Scare myself to death
That's why I keep on running
Before I've arrived
I can see myself coming
I just wanna feel
Real love feel the home that I live in
Cos I got too much life
Running through my veins
Going to waste


Robbie Williams - Feel



"E' snervante non poter vedere la tua faccia."

La voce di Adam gli arriva - come sempre - dall'altra parte della parete che li separa.
Elle è appena uscita, la messinscena già consumata (ormai quotidianamente), le pillole già sputate e fatte finire nel cesso.

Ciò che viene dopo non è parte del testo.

//! Gateway connect URL

use gateway_common::EndpointConfig;
use url::Url;

use crate::error::{GatewayError, GatewayResult};

/// Query keys this client owns
const MANAGED_KEYS: [&str; 3] = ["v", "encoding", "compress"];

/// Base gateway URL plus the query parameters every connection carries
#[derive(Debug, Clone, PartialEq, Eq)]
pub struct GatewayEndpoint {
    base: Url,
    version: u8,
    encoding: String,
    compress: bool,
}

impl GatewayEndpoint {
    /// Parse a ws:// or wss:// URL with protocol v10, JSON and compression
    pub fn parse(url: &str) -> GatewayResult<Self> {
        Ok(Self {
            base: parse_ws_url(url)?,
            version: 10,
            encoding: "json".to_string(),
            compress: true,
        })
    }

    pub fn from_config(config: &EndpointConfig) -> GatewayResult<Self> {
        Ok(Self::parse(&config.url)?
            .with_version(config.version)
            .with_encoding(config.encoding.clone())
            .with_compression(config.compress))
    }

    #[must_use]
    pub fn with_version(mut self, version: u8) -> Self {
        self.version = version;
        self
    }

    #[must_use]
    pub fn with_encoding(mut self, encoding: impl Into<String>) -> Self {
        self.encoding = encoding.into();
        self
    }

    #[must_use]
    pub fn with_compression(mut self, compress: bool) -> Self {
        self.compress = compress;
        self
    }

    /// Whether the transport is zlib-stream compressed
    #[must_use]
    pub fn is_compressed(&self) -> bool {
        self.compress
    }

    /// URL for a fresh connection
    #[must_use]
    pub fn url(&self) -> Url {
        self.decorate(self.base.clone())
    }

    /// URL for a resume; falls back to the base URL if the hint is unusable
    #[must_use]
    pub fn resume_url(&self, hint: Option<&str>) -> Url {
        match hint.map(parse_ws_url) {
            Some(Ok(url)) => self.decorate(url),
            Some(Err(e)) => {
                tracing::warn!(error = %e, "Ignoring unusable resume gateway URL");
                self.url()
            }
            None => self.url(),
        }
    }

    fn decorate(&self, mut url: Url) -> Url {
        let kept: Vec<(String, String)> = url
            .query_pairs()
            .filter(|(k, _)| !MANAGED_KEYS.contains(&&**k))
            .map(|(k, v)| (k.into_owned(), v.into_owned()))
            .collect();

        url.set_query(None);
        {
            let mut query = url.query_pairs_mut();
            query.extend_pairs(kept);
            query.append_pair("v", &self.version.to_string());
            query.append_pair("encoding", &self.encoding);
            if self.compress {
                query.append_pair("compress", "zlib-stream");
            }
        }
        url
    }
}

fn parse_ws_url(raw: &str) -> GatewayResult<Url> {
    let url = Url::parse(raw)?;
    match url.scheme() {
        "ws" | "wss" => Ok(url),
        other => Err(GatewayError::Transport(format!(
            "unsupported gateway scheme {other}"
        ))),
    }
}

Il letto è scomodo, e cigola non appena ci si siede sopra.
Non gli risponde subito, ma aspetta di essersi sistemato, di aver appoggiato la schiena al muro, e di aver socchiuso gli occhi, come se avesse bisogno di concentrarsi.

"Nemmeno io posso vedere la tua," commenta infine, piegando le ginocchia per poterci appoggiare le braccia.
"Oh, sul serio?"

Peter non si è ancora abituato al tono canzonatorio di Adam.
Ha la continua, stressante convinzione che si stia prendendo gioco di lui, e che si diverta pure, ridacchiando silenziosamente, al sicuro dal suo sguardo indagatore.

"Perché non trovi un modo per venire di qua, allora?"

Chiede, allargando leggermente le braccia. Gli piace pensare di averlo davanti, e di poterci parlare normalmente, non come due topi chiusi in gabbia che attendono di essere infilati nei meandri di chissà quale perfido, labirinto mortale.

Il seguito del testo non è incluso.